Споры об употреблении мяса в Европе XVIII в. злободневны. Некоторых это даже раздражает. «Не вникая в дискуссии, которые мне кажутся бесполезными, — пишет в начале века Луи Лемери, — скажу, что употребление мяса животных вполне допустимо, хотя и в умеренных количествах». В этих словах слышится отзвук яростных дебатов, скорее идеологических (и философских), нежели научных. Здоровье потребителей и гигиена питания — лишь одна сторона дискуссии; выбор питания и все, что с ним связано, затрагивает ни много ни мало как социальные и мировоззренческие вопросы. Вегетарианство, которое пропагандировали в век Просвещения многие мыслители и философы (достаточно назвать имя Руссо), — «просвещенное» переосмысление мотивов и образов, давно освоенных христианской традицией: растительная пища как пища мира и ненасилия, как выбор «естественной», простой и умеренной жизни; растительная пища освобождает разум от излишнего груза плоти — ради духовного подъема, говорили христианские отшельники и монахи; ради остроты мысли, говорят философы-аскеты Нового времени. К этим мотивам и образам, не лишенным противоречий и двусмысленности, прибавляется, даже затмевает их, некое утонченное соображение социально-политического характера: выбор «гигиеничного», «легкого», «разумного» режима питания может также представлять собой альтернативу ancien régime и той культуре питания, в какой он выражается. Борьба с избыточной, роскошной, «тяжелой» едой — это и борьба «просвещенных» дворян и буржуа за низвержение старых общественных, политических и культурных установлений. Острый вкус дичи, здоровый аппетит после дня, проведенного в седле, — символ феодального порядка; если в XVIII в. такие ценности поставлены под сомнение, если роскошь становится более хрупкой, изящной, утонченной и мягкие сливочные соусы заменяют прежнюю остроту и контрасты вкуса, это означает, что прежний порядок нарушен: утверждаются новые классы, новые идеологии, новая мода.
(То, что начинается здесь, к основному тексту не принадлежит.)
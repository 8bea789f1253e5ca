//! Simple `HttpRequest` for testing and basic use cases.
//!
//! This is a lightweight request representation for callers that do not
//! already hold an `http::Request`.

use std::collections::HashMap;

/// Simple HTTP request: method, request target, headers, body.
///
/// The target is an origin-form request target (`/path?query`), as sent on
/// the request line. Absolute-form targets (`https://host/path`) are not
/// split into authority and path; use the `http::Request` adapter for those.
#[derive(Debug, Clone, Default)]
pub struct HttpRequest {
    method: String,
    target: String,
    headers: HashMap<String, String>,
    body: Vec<u8>,
}

impl HttpRequest {
    /// Create a builder for `HttpRequest`.
    #[must_use]
    pub fn builder() -> HttpRequestBuilder {
        HttpRequestBuilder::default()
    }

    /// Get the HTTP method.
    #[must_use]
    pub fn method(&self) -> &str {
        &self.method
    }

    /// Get the raw request target (path with query string).
    #[must_use]
    pub fn target(&self) -> &str {
        &self.target
    }

    /// Get a header value by name (case-insensitive).
    #[must_use]
    pub fn header(&self, name: &str) -> Option<&str> {
        self.headers.get(&name.to_lowercase()).map(String::as_str)
    }

    /// Get the request body.
    #[must_use]
    pub fn body(&self) -> &[u8] {
        &self.body
    }
}

/// Builder for `HttpRequest`.
#[derive(Debug)]
pub struct HttpRequestBuilder {
    request: HttpRequest,
}

impl Default for HttpRequestBuilder {
    fn default() -> Self {
        Self {
            request: HttpRequest {
                method: "GET".to_string(),
                ..HttpRequest::default()
            },
        }
    }
}

impl HttpRequestBuilder {
    /// Set the HTTP method (default `GET`).
    #[must_use]
    pub fn method(mut self, method: impl Into<String>) -> Self {
        self.request.method = method.into();
        self
    }

    /// Set the request target (path with optional query string).
    #[must_use]
    pub fn target(mut self, target: impl Into<String>) -> Self {
        self.request.target = target.into();
        self
    }

    /// Add a header (name is lowercased for case-insensitive lookup).
    #[must_use]
    pub fn header(mut self, name: impl Into<String>, value: impl Into<String>) -> Self {
        self.request
            .headers
            .insert(name.into().to_lowercase(), value.into());
        self
    }

    /// Set the request body.
    #[must_use]
    pub fn body(mut self, body: impl Into<Vec<u8>>) -> Self {
        self.request.body = body.into();
        self
    }

    /// Build the `HttpRequest`.
    #[must_use]
    pub fn build(self) -> HttpRequest {
        self.request
    }
}
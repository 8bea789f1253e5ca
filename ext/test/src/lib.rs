//! pagecomp-test: Test helpers and conformance fixtures
//!
//! Small constructors for pages and parameter maps, plus (with the
//! `fixtures` feature) a runner for YAML conformance fixtures.
//!
//! # Example
//!
//! ```
//! use pagecomp_test::prelude::*;
//!
//! let mut comparator = Comparator::new();
//! comparator.add_rule("/users/:id", &["tab"]).unwrap();
//!
//! let a = page("/users/1", &[("tab", "posts")]);
//! let b = page("/users/2", &[("tab", "posts")]);
//! assert!(comparator.equal(&a, &b));
//!
//! // Random values never agree, so param rules on them never certify.
//! let c = Page::new("/users/3", random_params(&["tab"]));
//! assert!(!comparator.equal(&a, &c));
//! ```

use pagecomp::{Page, Params};

#[cfg(feature = "fixtures")]
pub mod fixture;

/// Value used by [`fixed_params`] for every key.
pub const FIXED_VALUE: &str = "test";

/// Build a page from a path and literal key/value pairs.
#[must_use]
pub fn page(path: &str, params: &[(&str, &str)]) -> Page {
    params
        .iter()
        .fold(Page::from_path(path), |page, (k, v)| page.with(*k, *v))
}

/// Parameters with every key set to the same value, [`FIXED_VALUE`].
#[must_use]
pub fn fixed_params(keys: &[&str]) -> Params {
    keys.iter()
        .map(|k| ((*k).to_string(), FIXED_VALUE.to_string()))
        .collect()
}

/// Parameters with every key set to a fresh UUID v4.
///
/// Two calls never produce equal values for the same key.
#[must_use]
pub fn random_params(keys: &[&str]) -> Params {
    keys.iter()
        .map(|k| ((*k).to_string(), uuid::Uuid::new_v4().to_string()))
        .collect()
}

/// Prelude for convenient imports.
pub mod prelude {
    pub use super::{fixed_params, page, random_params, FIXED_VALUE};
    pub use pagecomp::prelude::*;
}

#[cfg(test)]
mod tests {
    use super::*;
    use pagecomp::Comparator;

    #[test]
    fn test_page_helper() {
        let p = page("/a/1", &[("x", "1"), ("y", "2")]);
        assert_eq!(p.path(), "/a/1");
        assert_eq!(p.param("x"), Some("1"));
        assert_eq!(p.param("y"), Some("2"));
        assert_eq!(p.params().len(), 2);
    }

    #[test]
    fn test_fixed_params() {
        let params = fixed_params(&["a", "b"]);
        assert_eq!(params.len(), 2);
        assert!(params.values().all(|v| v == FIXED_VALUE));
        assert_eq!(fixed_params(&["a", "b"]), params);
    }

    #[test]
    fn test_random_params_differ() {
        let a = random_params(&["k"]);
        let b = random_params(&["k"]);
        assert_eq!(a.len(), 1);
        assert_ne!(a["k"], b["k"]);
    }

    // Path rules certify regardless of parameter values.
    #[test]
    fn test_path_rules_ignore_params() {
        let mut comparator = Comparator::new();
        comparator.add_rule("/a/b/:c/d", &[]).unwrap();
        comparator.add_rule("/x/:y/z", &[]).unwrap();

        let cases = [
            ("/a/b/c/d", "/a/b/x/d", true),
            ("/x/foo/z", "/x/bar/z", true),
            ("/a/b/c/d", "/x/y/z", false),
            ("/a/b/c/d", "/a/b/c/e", false),
        ];
        for (pa, pb, expect) in cases {
            let a = Page::new(pa, random_params(&["q1", "q2"]));
            let b = Page::new(pb, random_params(&["q1", "q2"]));
            assert_eq!(comparator.equal(&a, &b), expect, "{pa} vs {pb}");
        }
    }

    #[test]
    fn test_param_rules_with_fixed_values() {
        let mut comparator = Comparator::new();
        comparator.add_rule("/:any", &["q1", "q2"]).unwrap();

        let a = Page::new("/one", fixed_params(&["q1", "q2"]));
        let b = Page::new("/two", fixed_params(&["q1", "q2", "q3"]));
        let c = Page::new("/two", random_params(&["q1", "q2"]));

        assert!(comparator.equal(&a, &b));
        assert!(!comparator.equal(&a, &c));
    }
}
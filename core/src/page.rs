//! `Page`: Immutable page identity
//!
//! A page is a request path plus a flat map of parameter name to value.
//! Two pages are structurally equal when both parts are identical.

use std::collections::HashMap;

/// Parameter name → value. Keys are unique; iteration order carries no meaning.
pub type Params = HashMap<String, String>;

/// A page identity: normalized path + request parameters.
///
/// Pages are values. Equality is structural and field-by-field: same path
/// string, same set of keys, same value under every key.
///
/// # Example
///
/// ```
/// use pagecomp::Page;
///
/// let a = Page::from_path("/a").with("p", "1");
/// let b = Page::from_path("/a").with("p", "1");
/// let c = Page::from_path("/a").with("p", "2");
///
/// assert!(a.equal(&b));
/// assert!(!a.equal(&c));
/// assert_eq!(a, b);
/// ```
#[derive(Debug, Clone, Default)]
#[cfg_attr(feature = "serde", derive(serde::Serialize, serde::Deserialize))]
pub struct Page {
    path: String,
    #[cfg_attr(feature = "serde", serde(default))]
    params: Params,
}

impl Page {
    /// Create a page from a path and its parameters.
    pub fn new(path: impl Into<String>, params: Params) -> Self {
        Self {
            path: path.into(),
            params,
        }
    }

    /// Create a page with no parameters.
    pub fn from_path(path: impl Into<String>) -> Self {
        Self::new(path, Params::new())
    }

    /// Add a parameter (builder pattern). An existing value for `key` is replaced.
    #[must_use]
    pub fn with(mut self, key: impl Into<String>, value: impl Into<String>) -> Self {
        self.params.insert(key.into(), value.into());
        self
    }

    /// The request path (no query string).
    #[must_use]
    pub fn path(&self) -> &str {
        &self.path
    }

    /// All parameters.
    #[must_use]
    pub fn params(&self) -> &Params {
        &self.params
    }

    /// Get a parameter value by name.
    #[must_use]
    pub fn param(&self, name: &str) -> Option<&str> {
        self.params.get(name).map(String::as_str)
    }

    /// Strict structural equality.
    ///
    /// True iff the paths are identical and both parameter maps hold exactly
    /// the same keys mapped to the same values. Total: never fails.
    #[must_use]
    pub fn equal(&self, other: &Page) -> bool {
        if self.path != other.path {
            return false;
        }
        if self.params.len() != other.params.len() {
            return false;
        }
        // Same length + every key of self found with the same value => same key set.
        self.params
            .iter()
            .all(|(key, value)| other.params.get(key).is_some_and(|v| v == value))
    }
}

impl PartialEq for Page {
    fn eq(&self, other: &Self) -> bool {
        self.equal(other)
    }
}

impl Eq for Page {}
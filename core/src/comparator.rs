//! Comparator: Rule-based page equivalence with first-match-wins semantics
//!
//! The `Comparator` is the entry point for equality decisions. It holds an
//! ordered list of rules and asks each, in order, whether it certifies a pair.

use crate::{ComparatorError, EqualTrace, Page, Rule, RuleStep};

/// Decides whether two pages are the same page under a set of rules.
///
/// # Decision
///
/// 1. No rules registered: strict structural equality ([`Page::equal`]).
/// 2. Otherwise, rules are tried in registration order. The first rule that
///    matches both pages and whose keys carry equal values on both sides
///    returns `true`.
/// 3. No rule certifies the pair: `false`.
///
/// Rules are OR-combined. Order never changes the answer, only how many rules
/// are evaluated before it is known.
///
/// # Lifecycle
///
/// Build-then-read: [`add_rule`](Self::add_rule) takes `&mut self`,
/// [`equal`](Self::equal) takes `&self`. A finished comparator is
/// `Send + Sync` and can be shared (e.g. behind an `Arc`) by concurrent readers.
///
/// # Example
///
/// ```
/// use pagecomp::prelude::*;
///
/// let mut comparator = Comparator::new();
/// comparator.add_rule("/users/:id", &[]).unwrap();
///
/// let a = Page::from_path("/users/123");
/// let b = Page::from_path("/users/456");
/// assert!(comparator.equal(&a, &b));
/// ```
#[derive(Debug, Clone, Default)]
pub struct Comparator {
    rules: Vec<Rule>,
}

impl Comparator {
    /// Create a comparator with no rules (strict equality).
    #[must_use]
    pub fn new() -> Self {
        Self::default()
    }

    /// Compile and register a rule.
    ///
    /// On success the rule is appended after all previously registered rules.
    /// Identical rules may be registered more than once.
    ///
    /// # Errors
    ///
    /// Returns the compile error; the rule set is left unchanged.
    pub fn add_rule(&mut self, template: &str, param_keys: &[&str]) -> Result<(), ComparatorError> {
        let rule = Rule::new(template, param_keys)?;
        tracing::debug!(
            index = self.rules.len(),
            template,
            param_keys = ?rule.param_keys(),
            "registered page rule"
        );
        self.rules.push(rule);
        Ok(())
    }

    /// Builder form of [`add_rule`](Self::add_rule).
    ///
    /// ```
    /// use pagecomp::Comparator;
    ///
    /// let comparator = Comparator::new()
    ///     .with_rule("/a/:id", &[])?
    ///     .with_rule("/search", &["q"])?;
    /// assert_eq!(comparator.len(), 2);
    /// # Ok::<(), pagecomp::ComparatorError>(())
    /// ```
    ///
    /// # Errors
    ///
    /// Returns the compile error.
    pub fn with_rule(mut self, template: &str, param_keys: &[&str]) -> Result<Self, ComparatorError> {
        self.add_rule(template, param_keys)?;
        Ok(self)
    }

    /// Append an already compiled rule.
    pub fn push_rule(&mut self, rule: Rule) {
        self.rules.push(rule);
    }

    /// Decide whether `a` and `b` are the same page.
    ///
    /// Total: never fails. With rules registered, two structurally identical
    /// pages are still `false` unless some rule certifies them. A rule with
    /// required keys cannot fire for pages lacking those keys; register a
    /// catch-all rule (no keys) if identity should always count.
    #[must_use]
    pub fn equal(&self, a: &Page, b: &Page) -> bool {
        if self.rules.is_empty() {
            return a.equal(b);
        }
        self.find_rule(a, b).is_some()
    }

    /// The first rule certifying `a` and `b`, with its index.
    ///
    /// Always `None` when no rules are registered.
    #[must_use]
    pub fn find_rule(&self, a: &Page, b: &Page) -> Option<(usize, &Rule)> {
        let found = self
            .rules
            .iter()
            .enumerate()
            .find(|(_, rule)| rule.certifies(a, b));

        if let Some((index, rule)) = found {
            tracing::trace!(index, template = rule.template(), "rule certified page pair");
        }
        found
    }

    /// Evaluate with a full trace for debugging.
    ///
    /// `trace.result` always equals [`equal`](Self::equal) for the same pair.
    #[must_use]
    pub fn equal_with_trace(&self, a: &Page, b: &Page) -> EqualTrace {
        if self.rules.is_empty() {
            return EqualTrace {
                result: a.equal(b),
                steps: Vec::new(),
                used_fallback: true,
            };
        }

        let mut steps = Vec::new();
        for (index, rule) in self.rules.iter().enumerate() {
            let matched_a = rule.matches(a);
            let matched_b = rule.matches(b);
            let params_equal = (matched_a && matched_b).then(|| rule.params_equal(a, b));

            steps.push(RuleStep {
                index,
                template: rule.template().to_string(),
                matched_a,
                matched_b,
                params_equal,
            });

            if params_equal == Some(true) {
                return EqualTrace {
                    result: true,
                    steps,
                    used_fallback: false,
                };
            }
        }

        EqualTrace {
            result: false,
            steps,
            used_fallback: false,
        }
    }

    /// Registered rules, in evaluation order.
    #[must_use]
    pub fn rules(&self) -> &[Rule] {
        &self.rules
    }

    /// Returns the number of rules.
    #[must_use]
    pub fn len(&self) -> usize {
        self.rules.len()
    }

    /// Returns `true` if no rules are registered.
    #[must_use]
    pub fn is_empty(&self) -> bool {
        self.rules.is_empty()
    }
}

impl FromIterator<Rule> for Comparator {
    fn from_iter<I: IntoIterator<Item = Rule>>(iter: I) -> Self {
        Self {
            rules: iter.into_iter().collect(),
        }
    }
}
Могучий аппетит и обилие мяса — старинные знаки силы, власти, знатности — уже не ценятся всем обществом единодушно.
Это, разумеется, проблемы и противоречия элиты, которые могли возникнуть только в богатой, пользующейся всеми благами среде аристократии и крупной буржуазии. Когда эти темы выходят за рамки социальной среды, которая их породила, когда призывы к рациональному, может быть, даже вегетарианскому питанию доходят до крестьян или рабочих, эффект получается гротескный, если не смехотворный.